Rössing Uranium Limited and the Rössing Foundation continue to support the Arandis Town Council in their efforts to make Arandis sustainable beyond the life of the surrounding mines.
Since the Arandis Town Council's development and implementation of its Ten-year Strategic Joint Plan (2006–2016), Arandis has become known for its relentless drive towards economic transformation. The town has become an investment destination, characterised by the amount of economic development created there since the start of the transformation process in 2006.

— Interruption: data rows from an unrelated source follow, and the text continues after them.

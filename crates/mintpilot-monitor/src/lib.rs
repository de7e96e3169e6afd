/*!
 * Mintpilot Monitor
 *
 * Polling de ativação de vendas. O monitor consulta um snapshot fresco
 * a cada intervalo e, quando a venda vira ativa, dispara exatamente um
 * ciclo de preparo e envio antes de voltar ao repouso.
 *
 * O laço é sequencial: cada iteração espera a checagem terminar e só
 * então dorme o restante do intervalo, de modo que nunca existem duas
 * checagens em voo e um duplo disparo é estruturalmente impossível. O
 * cancelamento é cooperativo: `stop()` baixa a flag da sessão e uma
 * checagem já em voo termina, mas seu resultado é descartado.
 */

use async_trait::async_trait;
use ethereum_types::U256;
use mintpilot_core::{
    error::{Error, Result},
    ContractSnapshot, ContractTarget, TransactionHash,
};
use parking_lot::Mutex;
use std::sync::atomic::{AtomicBool, AtomicU64, Ordering};
use std::sync::Arc;
use std::time::Duration;
use tokio::time::Instant;
use tracing::{info, warn};

/// Fonte de snapshots frescos para o alvo monitorado
#[async_trait]
pub trait SnapshotSource: Send + Sync {
    async fn snapshot(&self, target: &ContractTarget) -> Result<ContractSnapshot>;
}

/// Executor do ciclo único de preparo e envio do mint
#[async_trait]
pub trait MintExecutor: Send + Sync {
    async fn execute(&self, snapshot: &ContractSnapshot, quantity: U256)
        -> Result<TransactionHash>;
}

/// Estados do monitor: Idle → Polling → Triggered → Idle
#[derive(Debug, Clone, Copy, PartialEq, Eq)]
pub enum MonitorState {
    Idle,
    Polling,
    Triggered,
}

/// Sessão de monitoramento em andamento
///
/// No máximo uma por monitor; criada no `start`, desfeita no `stop` ou
/// após um único disparo bem-sucedido. Não se reinicia sozinha.
pub struct MonitorSession {
    pub target: ContractTarget,
    pub quantity: U256,
    pub poll_interval: Duration,
    active: Arc<AtomicBool>,
}

/// Monitor de ativação com ciclo de vida explícito
///
/// É um objeto de contexto criado pelo chamador e passado por
/// referência; não há estado global nem timers compartilhados.
pub struct ActivationMonitor {
    session: Mutex<Option<MonitorSession>>,
    state: Arc<Mutex<MonitorState>>,
    // Incrementado a cada start/stop; uma task antiga que acorda depois
    // de um restart não pode mais escrever no estado compartilhado
    generation: Arc<AtomicU64>,
}

impl ActivationMonitor {
    pub fn new() -> Self {
        Self {
            session: Mutex::new(None),
            state: Arc::new(Mutex::new(MonitorState::Idle)),
            generation: Arc::new(AtomicU64::new(0)),
        }
    }

    pub fn state(&self) -> MonitorState {
        *self.state.lock()
    }

    /// Há uma sessão viva?
    pub fn is_active(&self) -> bool {
        self.session
            .lock()
            .as_ref()
            .map(|s| s.active.load(Ordering::SeqCst))
            .unwrap_or(false)
    }

    /// Inicia o polling do alvo; falha se já existe uma sessão ativa
    pub fn start(
        &self,
        source: Arc<dyn SnapshotSource>,
        executor: Arc<dyn MintExecutor>,
        target: ContractTarget,
        quantity: U256,
        poll_interval: Duration,
    ) -> Result<()> {
        let mut session = self.session.lock();
        if session
            .as_ref()
            .map(|s| s.active.load(Ordering::SeqCst))
            .unwrap_or(false)
        {
            return Err(Error::ConfigurationError(
                "sessão de monitoramento já ativa".to_string(),
            ));
        }

        let active = Arc::new(AtomicBool::new(true));
        let state = Arc::clone(&self.state);
        let generation = Arc::clone(&self.generation);
        let session_generation = generation.fetch_add(1, Ordering::SeqCst) + 1;
        *state.lock() = MonitorState::Polling;

        let task_active = Arc::clone(&active);
        tokio::spawn(async move {
            poll_loop(
                source,
                executor,
                target,
                quantity,
                poll_interval,
                task_active,
                state,
                generation,
                session_generation,
            )
            .await;
        });

        *session = Some(MonitorSession {
            target,
            quantity,
            poll_interval,
            active,
        });
        Ok(())
    }

    /// Encerra a sessão corrente; idempotente
    ///
    /// Uma checagem em voo termina normalmente, mas o laço reconfere a
    /// flag antes de disparar, então nenhum mint acontece após o stop.
    pub fn stop(&self) {
        let mut session = self.session.lock();
        if let Some(current) = session.take() {
            current.active.store(false, Ordering::SeqCst);
        }
        // Invalida as escritas de estado da task encerrada
        self.generation.fetch_add(1, Ordering::SeqCst);
        *self.state.lock() = MonitorState::Idle;
    }
}

impl Default for ActivationMonitor {
    fn default() -> Self {
        Self::new()
    }
}

/// Escreve no estado compartilhado apenas se a sessão desta task ainda
/// é a corrente; protege contra uma task antiga acordando após restart
fn set_state_if_current(
    state: &Mutex<MonitorState>,
    generation: &AtomicU64,
    session_generation: u64,
    value: MonitorState,
) {
    let mut guard = state.lock();
    if generation.load(Ordering::SeqCst) == session_generation {
        *guard = value;
    }
}

#[allow(clippy::too_many_arguments)]
async fn poll_loop(
    source: Arc<dyn SnapshotSource>,
    executor: Arc<dyn MintExecutor>,
    target: ContractTarget,
    quantity: U256,
    poll_interval: Duration,
    active: Arc<AtomicBool>,
    state: Arc<Mutex<MonitorState>>,
    generation: Arc<AtomicU64>,
    session_generation: u64,
) {
    loop {
        if !active.load(Ordering::SeqCst) {
            break;
        }
        let started = Instant::now();

        match source.snapshot(&target).await {
            Ok(snapshot) => {
                // Resultado de uma checagem em voo não vale depois do stop
                if !active.load(Ordering::SeqCst) {
                    break;
                }
                if snapshot.is_active {
                    set_state_if_current(
                        &state,
                        &generation,
                        session_generation,
                        MonitorState::Triggered,
                    );
                    // Para o polling antes de disparar: um único ciclo
                    active.store(false, Ordering::SeqCst);
                    match executor.execute(&snapshot, quantity).await {
                        Ok(hash) => {
                            info!(%hash, address = %target.address, "venda ativa, mint disparado")
                        }
                        Err(e) => {
                            warn!(error = %e, address = %target.address, "disparo de mint falhou")
                        }
                    }
                    break;
                }
            }
            Err(e) => {
                // Falha de rede não conta para nenhum limiar de aborto
                warn!(error = %e, address = %target.address, "falha ao checar ativação, polling continua");
            }
        }

        let remaining = poll_interval.saturating_sub(started.elapsed());
        tokio::time::sleep(remaining).await;
    }

    active.store(false, Ordering::SeqCst);
    set_state_if_current(&state, &generation, session_generation, MonitorState::Idle);
}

The Arandis Town Council has applied for an additional 8,000 ha to expand its current boundaries and now awaits their formalisation by the relevant ministries. The Town Council has also approved the establishment of an industrial park as part of its Logistics Opportunity Programme. The layout of the industrial park has received the go-ahead, and development partners are now being sought.
Challenges in developing Arandis
Speculation by potential residential developers through the practice of 'land banking' needs to be closely monitored since their accumulation of parcels of land aggregated in this manner then blocks the ability of other developers to invest in Arandis.
Performance clauses have been included in land sales' contracts to mitigate this risk but it still hinders progress. The demand for housing has increased significantly and although the Council has made land available for housing, developers are still dragging their feet when it comes to actually constructing residential buildings.
The provision of municipal services in the town has become expensive; this is due to the hard rock surface in the area and these rising costs result in delays in the servicing of land.
The closure of the Dantago Clothing company had a huge impact on the revenue of the Council, as well as on the livelihoods of the employees who were laid off – most of whom are female. The closure contributed to the increased rate of unemployment in the town.